**WORK REQUIRED:**
An identical reprint of the entire listing below is expected.

**DATASET RECORDS:**
-- Opening Marker --
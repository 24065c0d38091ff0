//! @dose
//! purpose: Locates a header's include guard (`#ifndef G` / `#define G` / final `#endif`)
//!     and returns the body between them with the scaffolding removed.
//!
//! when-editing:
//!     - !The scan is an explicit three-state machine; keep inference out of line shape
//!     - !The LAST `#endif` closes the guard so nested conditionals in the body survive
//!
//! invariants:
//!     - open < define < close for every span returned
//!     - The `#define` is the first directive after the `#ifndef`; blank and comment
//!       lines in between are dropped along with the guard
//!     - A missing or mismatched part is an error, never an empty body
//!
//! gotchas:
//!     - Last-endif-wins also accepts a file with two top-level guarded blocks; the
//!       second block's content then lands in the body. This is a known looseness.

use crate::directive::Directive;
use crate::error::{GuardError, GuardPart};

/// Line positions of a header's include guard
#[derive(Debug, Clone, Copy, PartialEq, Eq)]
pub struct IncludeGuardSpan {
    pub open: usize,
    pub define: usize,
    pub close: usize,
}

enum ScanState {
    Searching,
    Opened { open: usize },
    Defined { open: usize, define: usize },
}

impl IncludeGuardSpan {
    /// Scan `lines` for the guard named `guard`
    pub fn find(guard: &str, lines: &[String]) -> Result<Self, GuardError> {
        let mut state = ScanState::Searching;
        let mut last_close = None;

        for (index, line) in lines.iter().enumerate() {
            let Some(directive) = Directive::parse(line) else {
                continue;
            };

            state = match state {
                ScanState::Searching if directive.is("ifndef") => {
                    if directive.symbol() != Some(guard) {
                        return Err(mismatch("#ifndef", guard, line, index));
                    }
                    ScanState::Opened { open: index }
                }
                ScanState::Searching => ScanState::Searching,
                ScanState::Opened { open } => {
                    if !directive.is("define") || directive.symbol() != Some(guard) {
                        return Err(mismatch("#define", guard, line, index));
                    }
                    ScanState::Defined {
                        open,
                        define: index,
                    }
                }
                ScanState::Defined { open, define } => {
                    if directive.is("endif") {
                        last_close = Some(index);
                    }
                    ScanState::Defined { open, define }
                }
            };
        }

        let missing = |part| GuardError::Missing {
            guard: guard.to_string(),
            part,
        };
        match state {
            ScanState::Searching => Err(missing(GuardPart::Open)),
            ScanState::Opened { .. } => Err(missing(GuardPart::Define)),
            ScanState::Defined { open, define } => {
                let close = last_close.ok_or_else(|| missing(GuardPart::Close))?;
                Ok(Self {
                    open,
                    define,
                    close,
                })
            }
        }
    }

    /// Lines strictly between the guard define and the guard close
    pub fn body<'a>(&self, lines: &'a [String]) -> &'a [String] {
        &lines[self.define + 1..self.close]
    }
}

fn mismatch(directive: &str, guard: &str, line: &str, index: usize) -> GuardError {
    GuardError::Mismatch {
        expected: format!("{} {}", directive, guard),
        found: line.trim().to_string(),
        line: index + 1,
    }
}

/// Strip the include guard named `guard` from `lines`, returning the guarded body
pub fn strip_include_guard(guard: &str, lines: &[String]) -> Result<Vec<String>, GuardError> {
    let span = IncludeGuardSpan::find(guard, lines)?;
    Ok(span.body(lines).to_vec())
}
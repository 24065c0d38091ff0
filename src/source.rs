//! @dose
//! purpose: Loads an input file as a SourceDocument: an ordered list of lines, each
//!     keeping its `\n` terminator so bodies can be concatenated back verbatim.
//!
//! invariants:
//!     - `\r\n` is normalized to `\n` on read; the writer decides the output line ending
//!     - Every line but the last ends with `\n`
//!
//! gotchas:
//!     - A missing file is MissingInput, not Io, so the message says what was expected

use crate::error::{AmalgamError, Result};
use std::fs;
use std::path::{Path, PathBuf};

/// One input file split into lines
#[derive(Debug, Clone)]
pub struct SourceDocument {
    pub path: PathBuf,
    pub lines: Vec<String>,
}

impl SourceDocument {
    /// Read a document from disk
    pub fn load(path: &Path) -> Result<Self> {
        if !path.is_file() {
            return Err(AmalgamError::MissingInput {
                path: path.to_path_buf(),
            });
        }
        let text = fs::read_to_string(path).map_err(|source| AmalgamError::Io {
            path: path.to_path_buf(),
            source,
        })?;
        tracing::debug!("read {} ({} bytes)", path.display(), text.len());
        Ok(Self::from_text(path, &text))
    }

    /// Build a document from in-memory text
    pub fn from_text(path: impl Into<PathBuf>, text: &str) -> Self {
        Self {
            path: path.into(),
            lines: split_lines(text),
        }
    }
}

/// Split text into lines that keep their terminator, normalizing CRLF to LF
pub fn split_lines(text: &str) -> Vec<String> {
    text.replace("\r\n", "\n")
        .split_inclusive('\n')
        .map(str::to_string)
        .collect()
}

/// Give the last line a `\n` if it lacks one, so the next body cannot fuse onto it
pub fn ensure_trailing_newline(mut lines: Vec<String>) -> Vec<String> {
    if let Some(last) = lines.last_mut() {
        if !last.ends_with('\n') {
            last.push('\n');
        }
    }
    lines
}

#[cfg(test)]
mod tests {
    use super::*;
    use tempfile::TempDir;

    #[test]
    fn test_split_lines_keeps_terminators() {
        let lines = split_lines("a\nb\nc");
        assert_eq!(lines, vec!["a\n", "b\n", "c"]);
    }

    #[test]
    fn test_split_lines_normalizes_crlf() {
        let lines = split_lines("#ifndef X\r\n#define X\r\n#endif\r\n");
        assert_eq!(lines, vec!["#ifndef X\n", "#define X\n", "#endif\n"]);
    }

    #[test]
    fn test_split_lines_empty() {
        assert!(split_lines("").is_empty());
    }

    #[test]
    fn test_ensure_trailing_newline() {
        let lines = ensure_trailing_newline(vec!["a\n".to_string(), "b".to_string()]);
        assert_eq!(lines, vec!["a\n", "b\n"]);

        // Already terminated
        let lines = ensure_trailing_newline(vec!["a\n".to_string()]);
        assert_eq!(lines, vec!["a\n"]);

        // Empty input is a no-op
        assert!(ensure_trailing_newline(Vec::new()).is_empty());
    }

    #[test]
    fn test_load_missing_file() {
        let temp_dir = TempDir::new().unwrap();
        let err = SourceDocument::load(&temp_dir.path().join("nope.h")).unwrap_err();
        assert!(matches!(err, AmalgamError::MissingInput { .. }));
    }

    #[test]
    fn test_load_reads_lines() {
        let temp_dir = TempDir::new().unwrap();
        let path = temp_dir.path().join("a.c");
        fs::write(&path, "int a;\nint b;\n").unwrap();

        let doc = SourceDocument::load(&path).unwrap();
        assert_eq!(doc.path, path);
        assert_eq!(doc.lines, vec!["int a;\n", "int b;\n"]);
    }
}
-- Closing Marker --
**EXERCISE SOLUTION:**
repository 24065c0d38091ff0
//! @dose
//! purpose: Locates a header's include guard (`#ifndef G` / `#define G` / final `#endif`)
//!     and returns the body between them with the scaffolding removed.
//!
//! when-editing:
//!     - !The scan is an explicit three-state machine; keep inference out of line shape
//!     - !The LAST `#endif` closes the guard so nested conditionals in the body survive
//!
//! invariants:
//!     - open < define < close for every span returned
//!     - The `#define` is the first directive after the `#ifndef`; blank and comment
//!       lines in between are dropped along with the guard
//!     - A missing or mismatched part is an error, never an empty body
//!
//! gotchas:
//!     - Last-endif-wins also accepts a file with two top-level guarded blocks; the
//!       second block's content then lands in the body. This is a known looseness.

use crate::directive::Directive;
use crate::error::{GuardError, GuardPart};

/// Line positions of a header's include guard
#[derive(Debug, Clone, Copy, PartialEq, Eq)]
pub struct IncludeGuardSpan {
    pub open: usize,
    pub define: usize,
    pub close: usize,
}

enum ScanState {
    Searching,
    Opened { open: usize },
    Defined { open: usize, define: usize },
}

impl IncludeGuardSpan {
    /// Scan `lines` for the guard named `guard`
    pub fn find(guard: &str, lines: &[String]) -> Result<Self, GuardError> {
        let mut state = ScanState::Searching;
        let mut last_close = None;

        for (index, line) in lines.iter().enumerate() {
            let Some(directive) = Directive::parse(line) else {
                continue;
            };

            state = match state {
                ScanState::Searching if directive.is("ifndef") => {
                    if directive.symbol() != Some(guard) {
                        return Err(mismatch("#ifndef", guard, line, index));
                    }
                    ScanState::Opened { open: index }
                }
                ScanState::Searching => ScanState::Searching,
                ScanState::Opened { open } => {
                    if !directive.is("define") || directive.symbol() != Some(guard) {
                        return Err(mismatch("#define", guard, line, index));
                    }
                    ScanState::Defined {
                        open,
                        define: index,
                    }
                }
                ScanState::Defined { open, define } => {
                    if directive.is("endif") {
                        last_close = Some(index);
                    }
                    ScanState::Defined { open, define }
                }
            };
        }

        let missing = |part| GuardError::Missing {
            guard: guard.to_string(),
            part,
        };
        match state {
            ScanState::Searching => Err(missing(GuardPart::Open)),
            ScanState::Opened { .. } => Err(missing(GuardPart::Define)),
            ScanState::Defined { open, define } => {
                let close = last_close.ok_or_else(|| missing(GuardPart::Close))?;
                Ok(Self {
                    open,
                    define,
                    close,
                })
            }
        }
    }

    /// Lines strictly between the guard define and the guard close
    pub fn body<'a>(&self, lines: &'a [String]) -> &'a [String] {
        &lines[self.define + 1..self.close]
    }
}

fn mismatch(directive: &str, guard: &str, line: &str, index: usize) -> GuardError {
    GuardError::Mismatch {
        expected: format!("{} {}", directive, guard),
        found: line.trim().to_string(),
        line: index + 1,
    }
}

/// Strip the include guard named `guard` from `lines`, returning the guarded body
pub fn strip_include_guard(guard: &str, lines: &[String]) -> Result<Vec<String>, GuardError> {
    let span = IncludeGuardSpan::find(guard, lines)?;
    Ok(span.body(lines).to_vec())
}
repository 24065c0d38091ff0
filename src/source.rs
//! @dose
//! purpose: Loads an input file as a SourceDocument: an ordered list of lines, each
//!     keeping its `\n` terminator so bodies can be concatenated back verbatim.
//!
//! invariants:
//!     - `\r\n` is normalized to `\n` on read; the writer decides the output line ending
//!     - Every line but the last ends with `\n`
//!
//! gotchas:
//!     - A missing file is MissingInput, not Io, so the message says what was expected

use crate::error::{AmalgamError, Result};
use std::fs;
use std::path::{Path, PathBuf};

/// One input file split into lines
#[derive(Debug, Clone)]
pub struct SourceDocument {
    pub path: PathBuf,
    pub lines: Vec<String>,
}

impl SourceDocument {
    /// Read a document from disk
    pub fn load(path: &Path) -> Result<Self> {
        if !path.is_file() {
            return Err(AmalgamError::MissingInput {
                path: path.to_path_buf(),
            });
        }
        let text = fs::read_to_string(path).map_err(|source| AmalgamError::Io {
            path: path.to_path_buf(),
            source,
        })?;
        tracing::debug!("read {} ({} bytes)", path.display(), text.len());
        Ok(Self::from_text(path, &text))
    }

    /// Build a document from in-memory text
    pub fn from_text(path: impl Into<PathBuf>, text: &str) -> Self {
        Self {
            path: path.into(),
            lines: split_lines(text),
        }
    }
}

/// Split text into lines that keep their terminator, normalizing CRLF to LF
pub fn split_lines(text: &str) -> Vec<String> {
    text.replace("\r\n", "\n")
        .split_inclusive('\n')
        .map(str::to_string)
        .collect()
}

/// Give the last line a `\n` if it lacks one, so the next body cannot fuse onto it
pub fn ensure_trailing_newline(mut lines: Vec<String>) -> Vec<String> {
    if let Some(last) = lines.last_mut() {
        if !last.ends_with('\n') {
            last.push('\n');
        }
    }
    lines
}

#[cfg(test)]
mod tests {
    use super::*;
    use tempfile::TempDir;

    #[test]
    fn test_split_lines_keeps_terminators() {
        let lines = split_lines("a\nb\nc");
        assert_eq!(lines, vec!["a\n", "b\n", "c"]);
    }

    #[test]
    fn test_split_lines_normalizes_crlf() {
        let lines = split_lines("#ifndef X\r\n#define X\r\n#endif\r\n");
        assert_eq!(lines, vec!["#ifndef X\n", "#define X\n", "#endif\n"]);
    }

    #[test]
    fn test_split_lines_empty() {
        assert!(split_lines("").is_empty());
    }

    #[test]
    fn test_ensure_trailing_newline() {
        let lines = ensure_trailing_newline(vec!["a\n".to_string(), "b".to_string()]);
        assert_eq!(lines, vec!["a\n", "b\n"]);

        // Already terminated
        let lines = ensure_trailing_newline(vec!["a\n".to_string()]);
        assert_eq!(lines, vec!["a\n"]);

        // Empty input is a no-op
        assert!(ensure_trailing_newline(Vec::new()).is_empty());
    }

    #[test]
    fn test_load_missing_file() {
        let temp_dir = TempDir::new().unwrap();
        let err = SourceDocument::load(&temp_dir.path().join("nope.h")).unwrap_err();
        assert!(matches!(err, AmalgamError::MissingInput { .. }));
    }

    #[test]
    fn test_load_reads_lines() {
        let temp_dir = TempDir::new().unwrap();
        let path = temp_dir.path().join("a.c");
        fs::write(&path, "int a;\nint b;\n").unwrap();

        let doc = SourceDocument::load(&path).unwrap();
        assert_eq!(doc.path, path);
        assert_eq!(doc.lines, vec!["int a;\n", "int b;\n"]);
    }
}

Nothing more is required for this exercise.